DURAND's first visit to Cambodia came in 2009 when she signed up for an adventure tour that would take her through Vietnam, Cambodia, Laos and Northern Thailand. Once she got to Cambodia, the Sudbury woman abandoned the rest of her travel plans to stay there.
She intended to spend three days touring the temples, but in response to a flyer in her hotel, opted to spend half a day at an orphanage, painting, cleaning.
"Instead, she found herself playing and singing with eight amazingly beautiful children. Her heart soared and was broken all at the same instant ... she spent three days with them playing at the orphanage and volunteering at the school. In the end, she had to let her tour group go on without her ."
When she got back to Canada a few weeks later, she started ABCs and Rice, which began as a fundraising campaign to help organizations in Cambodia focusing on education and food. She went back to the country the next year with the money raised in hand.

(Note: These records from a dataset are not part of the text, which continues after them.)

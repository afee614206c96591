//! Download execution.
//!
//! A [`Downloader`] performs single transfers, classifies the response, writes
//! the body atomically and runs the task's post-processing on the blocking
//! pool. It never retries: an expired URL is reported and left for the next
//! run, which requests a fresh one.

use futures::stream::{self, StreamExt};
use std::io;
use std::sync::Arc;
use tokio::task::JoinSet;
use tracing::{debug, info_span, warn, Instrument};

use super::task::{DownloadOutcome, DownloadTask};
use super::transfer::{extension_for_content_type, Transfer};
use crate::atomic::write_atomic;
use crate::fetcher::retry::{classify_status, RetryErrorType};
use crate::metrics::{record_bytes_saved, record_download};
use crate::optimize::{OptimizeError, OptimizeOutcome};
use crate::report::{ArchiveStats, FailureKind, FailureLog};
use crate::shutdown::{is_requested, SharedShutdown};

/// Executes download tasks
pub struct Downloader {
    transfer: Arc<dyn Transfer>,
    failures: Arc<FailureLog>,
    stats: Arc<ArchiveStats>,
    shutdown: Option<SharedShutdown>,
}

impl Downloader {
    /// Create a downloader reporting into `failures` and `stats`
    pub fn new(
        transfer: Arc<dyn Transfer>,
        failures: Arc<FailureLog>,
        stats: Arc<ArchiveStats>,
    ) -> Self {
        Self {
            transfer,
            failures,
            stats,
            shutdown: None,
        }
    }

    /// Skip tasks that start after shutdown is requested
    pub fn with_shutdown(mut self, shutdown: SharedShutdown) -> Self {
        self.shutdown = Some(shutdown);
        self
    }

    /// Download one asset.
    pub async fn download(&self, task: DownloadTask) -> DownloadOutcome {
        if is_requested(self.shutdown.as_ref()) {
            record_download("abandoned");
            return DownloadOutcome::Abandoned;
        }

        let span = info_span!("download", file_key = %task.file_key, destination = %task.destination.display());
        let outcome = self.execute(task).instrument(span).await;
        record_download(outcome.label());
        outcome
    }

    async fn execute(&self, task: DownloadTask) -> DownloadOutcome {
        let response = match self.transfer.get(&task.url).await {
            Ok(response) => response,
            Err(e) => return self.fail(&task, e.to_string()),
        };

        if let Some(kind) = classify_status(response.status) {
            if kind == RetryErrorType::Expired {
                self.failures.record(
                    &task.file_key,
                    FailureKind::AssetExpired,
                    Some(task.url.as_str()),
                    format!(
                        "HTTP 403 for {}; rerun to request a fresh URL",
                        task.destination.display()
                    ),
                );
                self.stats.add_downloads_expired(1);
                return DownloadOutcome::Expired;
            }
            return self.fail(
                &task,
                format!("HTTP {}: {}", response.status, kind.description()),
            );
        }

        if response.body.is_empty() {
            return self.fail(&task, "empty response body".to_string());
        }

        let path = if task.infer_extension {
            task.destination
                .with_extension(extension_for_content_type(response.content_type.as_deref()))
        } else {
            task.destination.clone()
        };

        let bytes = response.body.len() as u64;
        let body = response.body;
        let post_process = task.post_process.clone();
        let write_path = path.clone();

        let written = tokio::task::spawn_blocking(
            move || -> io::Result<Option<Result<OptimizeOutcome, OptimizeError>>> {
                write_atomic(&write_path, &body)?;
                Ok(post_process.map(|p| p.process(&write_path)))
            },
        )
        .await;

        let post_result = match written {
            Ok(Ok(post_result)) => post_result,
            Ok(Err(e)) => return self.fail(&task, format!("write failed: {e}")),
            Err(e) => return self.fail(&task, format!("write task failed: {e}")),
        };

        let saved = match post_result {
            None => 0,
            Some(Ok(outcome)) => outcome.bytes_saved(),
            Some(Err(e)) => {
                self.failures.record(
                    &task.file_key,
                    FailureKind::OptimizeFailed,
                    Some(path.to_string_lossy().as_ref()),
                    e,
                );
                0
            }
        };

        self.stats.add_downloads_completed(1);
        self.stats.add_bytes_downloaded(bytes);
        self.stats.add_bytes_saved(saved);
        record_bytes_saved(saved);
        debug!(path = %path.display(), bytes, saved, "Download completed");

        DownloadOutcome::Completed { path, bytes, saved }
    }

    fn fail(&self, task: &DownloadTask, message: String) -> DownloadOutcome {
        warn!(url = %task.url, %message, "Download failed");
        self.failures.record(
            &task.file_key,
            FailureKind::DownloadFailed,
            Some(task.url.as_str()),
            &message,
        );
        self.stats.add_downloads_failed(1);
        DownloadOutcome::Failed(message)
    }

    /// Download `tasks` with at most `pool_size` transfers in flight
    pub async fn download_all(&self, tasks: Vec<DownloadTask>, pool_size: usize) -> Vec<DownloadOutcome> {
        stream::iter(tasks)
            .map(|task| self.download(task))
            .buffer_unordered(pool_size.max(1))
            .collect()
            .await
    }

    /// Run one batch as independent tasks and wait for all of them
    pub async fn run_batch(self: &Arc<Self>, batch: Vec<DownloadTask>) -> Vec<DownloadOutcome> {
        let mut set = JoinSet::new();
        for task in batch {
            let downloader = Arc::clone(self);
            set.spawn(async move { downloader.download(task).await });
        }

        let mut outcomes = Vec::with_capacity(set.len());
        while let Some(joined) = set.join_next().await {
            match joined {
                Ok(outcome) => outcomes.push(outcome),
                Err(e) => {
                    warn!(error = %e, "Download task panicked");
                    self.stats.add_downloads_failed(1);
                    outcomes.push(DownloadOutcome::Failed(format!("task failed: {e}")));
                }
            }
        }
        outcomes
    }
}
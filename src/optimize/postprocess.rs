//! Post-download optimization hooks.

use std::path::Path;
use std::sync::Arc;

use super::{ImageOptimizer, OptimizeBudget, OptimizeError, OptimizeOutcome};
use crate::downloader::PostProcess;
use crate::fills::PaintUsageRecord;
use crate::Dimensions;

/// Optimize to a fixed budget; used for node renders
pub struct BudgetPostProcess {
    optimizer: ImageOptimizer,
    budget: OptimizeBudget,
}

impl BudgetPostProcess {
    /// Optimize every file to `budget`
    pub fn new(optimizer: ImageOptimizer, budget: OptimizeBudget) -> Arc<Self> {
        Arc::new(Self { optimizer, budget })
    }
}

impl PostProcess for BudgetPostProcess {
    fn process(&self, path: &Path) -> Result<OptimizeOutcome, OptimizeError> {
        self.optimizer.optimize(path, &self.budget)
    }
}

/// Optimize an image fill to the largest size its usages need
pub struct FillPostProcess {
    optimizer: ImageOptimizer,
    record: PaintUsageRecord,
    density: f64,
    max_bytes: Option<u64>,
}

impl FillPostProcess {
    /// Size the fill from `record` at `density`
    pub fn new(
        optimizer: ImageOptimizer,
        record: PaintUsageRecord,
        density: f64,
        max_bytes: Option<u64>,
    ) -> Arc<Self> {
        Arc::new(Self {
            optimizer,
            record,
            density,
            max_bytes,
        })
    }
}

impl PostProcess for FillPostProcess {
    fn process(&self, path: &Path) -> Result<OptimizeOutcome, OptimizeError> {
        self.optimizer.optimize_with(path, |original| {
            let native = Dimensions::new(original.original_width, original.original_height);
            let needed = self
                .record
                .max_size(native, self.density)
                .map_err(|e| OptimizeError::BudgetError(e.to_string()))?;
            Ok(OptimizeBudget {
                max_bytes: self.max_bytes,
                max_width: Some(needed.width),
                max_height: Some(needed.height),
            })
        })
    }
}
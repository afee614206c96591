//! Failures command implementation

use clap::Args;
use serde::Serialize;
use std::collections::BTreeMap;
use std::path::PathBuf;

use super::archive::OutputFormat;
use super::{Cli, CliError};
use crate::report::{FailureEntry, FailureKind, FailureLog, FAILURE_LOG_FILE};

/// Summarize a failure log
#[derive(Args, Debug)]
pub struct FailuresArgs {
    /// Archive root containing errors.jsonl
    #[arg(long, short = 'o', default_value = "archive")]
    pub output: PathBuf,

    /// Failure log path; overrides --output
    #[arg(long)]
    pub error_log: Option<PathBuf>,

    /// Print only the affected document keys, one per line
    #[arg(long, default_value_t = false)]
    pub keys_only: bool,
}

/// Failure counts grouped by kind and by document
#[derive(Debug, Default, PartialEq, Serialize)]
pub struct FailureReport {
    /// Entries read
    pub total: usize,
    /// Entries per kind
    pub by_kind: BTreeMap<FailureKind, usize>,
    /// Entries per document key
    pub by_document: BTreeMap<String, usize>,
}

impl FailureReport {
    /// Group `entries`
    pub fn from_entries(entries: &[FailureEntry]) -> Self {
        let mut report = Self {
            total: entries.len(),
            ..Default::default()
        };
        for entry in entries {
            *report.by_kind.entry(entry.kind).or_default() += 1;
            *report.by_document.entry(entry.file_key.clone()).or_default() += 1;
        }
        report
    }
}

impl FailuresArgs {
    /// Execute the failures command
    pub fn execute(&self, cli: &Cli) -> Result<(), CliError> {
        let path = self
            .error_log
            .clone()
            .unwrap_or_else(|| self.output.join(FAILURE_LOG_FILE));
        if !path.is_file() {
            return Err(CliError::InvalidArgument(format!(
                "failure log {} does not exist",
                path.display()
            )));
        }

        let entries = FailureLog::read_entries(&path)?;
        let report = FailureReport::from_entries(&entries);

        if self.keys_only {
            for key in report.by_document.keys() {
                println!("{key}");
            }
            return Ok(());
        }

        match cli.output_format {
            OutputFormat::Json => {
                let json = serde_json::to_string_pretty(&report)
                    .map_err(|e| CliError::InvalidArgument(e.to_string()))?;
                println!("{json}");
            }
            OutputFormat::Human => {
                println!("{} failures in {}", report.total, path.display());
                for (kind, count) in &report.by_kind {
                    println!("  {kind:<22} {count}");
                }
                println!("{} documents affected", report.by_document.len());
            }
        }
        Ok(())
    }
}
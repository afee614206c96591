//! Run configuration and credentials.

use std::collections::BTreeSet;
use std::fmt;
use std::path::{Path, PathBuf};
use std::str::FromStr;

use super::layout::{DEFAULT_SOURCE_PATTERN, KEY_PLACEHOLDER};
use super::ArchiveError;
use crate::document::IndexOptions;
use crate::downloader::config::DEFAULT_WORKERS;
use crate::downloader::QueueOptions;
use crate::fetcher::{BatchOptions, RenderParams};
use crate::fills::DEFAULT_DENSITY;
use crate::report::FAILURE_LOG_FILE;

/// Smallest render scale the API accepts
pub const MIN_SCALE: f64 = 0.01;
/// Largest render scale the API accepts
pub const MAX_SCALE: f64 = 4.0;

/// What a run does
#[derive(Debug, Clone, Copy, Default, PartialEq, Eq)]
pub enum RunMode {
    /// Download missing assets, then rebuild manifests
    #[default]
    Archive,
    /// Report what would be downloaded; write nothing
    DryRun,
    /// Rebuild manifests from disk only
    SyncOnly,
}

impl fmt::Display for RunMode {
    fn fmt(&self, f: &mut fmt::Formatter<'_>) -> fmt::Result {
        let s = match self {
            RunMode::Archive => "archive",
            RunMode::DryRun => "dry-run",
            RunMode::SyncOnly => "sync-only",
        };
        f.write_str(s)
    }
}

impl FromStr for RunMode {
    type Err = String;

    fn from_str(s: &str) -> Result<Self, Self::Err> {
        match s {
            "archive" => Ok(RunMode::Archive),
            "dry-run" => Ok(RunMode::DryRun),
            "sync-only" | "sync" => Ok(RunMode::SyncOnly),
            _ => Err(format!(
                "Invalid run mode: {s}. Valid options: archive, dry-run, sync-only"
            )),
        }
    }
}

/// Access tokens, assigned to workers round-robin
#[derive(Clone, Default, PartialEq, Eq)]
pub struct Credentials {
    tokens: Vec<String>,
}

impl Credentials {
    /// Parse a single token, a comma-separated list or a JSON array of tokens
    pub fn parse(raw: &str) -> Result<Self, ArchiveError> {
        let raw = raw.trim();
        let tokens: Vec<String> = if raw.starts_with('[') {
            serde_json::from_str::<Vec<String>>(raw)
                .map_err(|e| ArchiveError::InvalidConfig(format!("token list is not a JSON array of strings: {e}")))?
        } else {
            raw.split(',').map(str::to_string).collect()
        };

        let tokens: Vec<String> = tokens
            .into_iter()
            .map(|t| t.trim().to_string())
            .filter(|t| !t.is_empty())
            .collect();

        if tokens.is_empty() {
            return Err(ArchiveError::MissingCredentials);
        }
        Ok(Self { tokens })
    }

    /// Token for worker `index`
    pub fn token_for(&self, index: usize) -> Option<&str> {
        if self.tokens.is_empty() {
            None
        } else {
            Some(&self.tokens[index % self.tokens.len()])
        }
    }

    /// Number of tokens
    pub fn len(&self) -> usize {
        self.tokens.len()
    }

    /// Whether no token is configured
    pub fn is_empty(&self) -> bool {
        self.tokens.is_empty()
    }
}

impl fmt::Debug for Credentials {
    fn fmt(&self, f: &mut fmt::Formatter<'_>) -> fmt::Result {
        write!(f, "Credentials({} tokens)", self.tokens.len())
    }
}

/// Everything a run needs to know
#[derive(Debug, Clone, PartialEq)]
pub struct ArchiveConfig {
    /// Directory of cached documents
    pub source_dir: PathBuf,
    /// Archive root
    pub output_dir: PathBuf,
    /// Cached document file name with `{key}`
    pub source_pattern: String,
    /// Render scale and format
    pub render: RenderParams,
    /// Which nodes to render
    pub index: IndexOptions,
    /// Documents processed concurrently
    pub workers: usize,
    /// Render request chunking and retries
    pub fetch: BatchOptions,
    /// Download queue batching
    pub queue: QueueOptions,
    /// Byte budget for optimized images
    pub max_bytes: Option<u64>,
    /// Render density for FIT and FILL fills
    pub density: f64,
    /// Run mode
    pub mode: RunMode,
    /// Skip image fills
    pub skip_fills: bool,
    /// Skip node renders
    pub skip_exports: bool,
    /// Skip thumbnails
    pub skip_thumbnail: bool,
    /// Failure log path
    pub error_log: PathBuf,
    /// Restrict the run to these document keys
    pub only_keys: Option<BTreeSet<String>>,
}

impl ArchiveConfig {
    /// Defaults for reading from `source_dir` and writing to `output_dir`
    pub fn new(source_dir: impl Into<PathBuf>, output_dir: impl Into<PathBuf>) -> Self {
        let output_dir = output_dir.into();
        Self {
            source_dir: source_dir.into(),
            error_log: output_dir.join(FAILURE_LOG_FILE),
            output_dir,
            source_pattern: DEFAULT_SOURCE_PATTERN.to_string(),
            render: RenderParams::default(),
            index: IndexOptions::default(),
            workers: DEFAULT_WORKERS,
            fetch: BatchOptions::default(),
            queue: QueueOptions::default(),
            max_bytes: None,
            density: DEFAULT_DENSITY,
            mode: RunMode::Archive,
            skip_fills: false,
            skip_exports: false,
            skip_thumbnail: false,
            only_keys: None,
        }
    }

    /// Whether anything may be written besides manifests
    pub fn downloads_enabled(&self) -> bool {
        self.mode == RunMode::Archive
    }

    /// Whether `file_key` is part of this run
    pub fn includes(&self, file_key: &str) -> bool {
        self.only_keys
            .as_ref()
            .map_or(true, |keys| keys.contains(file_key))
    }

    /// Reject settings the pipeline cannot honor
    pub fn validate(&self) -> Result<(), ArchiveError> {
        fn invalid(message: String) -> Result<(), ArchiveError> {
            Err(ArchiveError::InvalidConfig(message))
        }

        if !is_dir(&self.source_dir) {
            return invalid(format!(
                "source directory {} does not exist",
                self.source_dir.display()
            ));
        }
        if !self.source_pattern.contains(KEY_PLACEHOLDER) {
            return invalid(format!(
                "source pattern '{}' must contain {KEY_PLACEHOLDER}",
                self.source_pattern
            ));
        }
        if self.workers == 0 {
            return invalid("workers must be at least 1".to_string());
        }
        if self.fetch.concurrency == 0 {
            return invalid("fetch concurrency must be at least 1".to_string());
        }
        if self.fetch.retry_multiplier == 0 {
            return invalid("retry multiplier must be at least 1".to_string());
        }
        if self.queue.batch_size == 0 {
            return invalid("batch size must be at least 1".to_string());
        }
        if !(MIN_SCALE..=MAX_SCALE).contains(&self.render.scale) {
            return invalid(format!(
                "scale {} outside {MIN_SCALE}..={MAX_SCALE}",
                self.render.scale
            ));
        }
        if !self.density.is_finite() || self.density <= 0.0 {
            return invalid(format!("density {} must be positive", self.density));
        }
        Ok(())
    }
}

fn is_dir(path: &Path) -> bool {
    path.is_dir()
}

One day, a local woman came to see Durand, begging for help. "You help children in other nearby villages, why do you not help here?" the woman asked Durand, before offering her the use of land she owned for $200 a month. Eventually, after Durand's initial refusals, the woman came down to $70 a month and Durand immediately signed a one-year lease.
Less than 24 hours later, she, along with volunteers, were building their first classroom. The Siem Reap school now has 180 students. In addition to teaching, there is a daily breakfast program. Food is also provided to the families, which allow the children to go to school instead of working to raise money for the family.
Tammy is Still in Cambodia and still expanding her project. She accomplished so much!.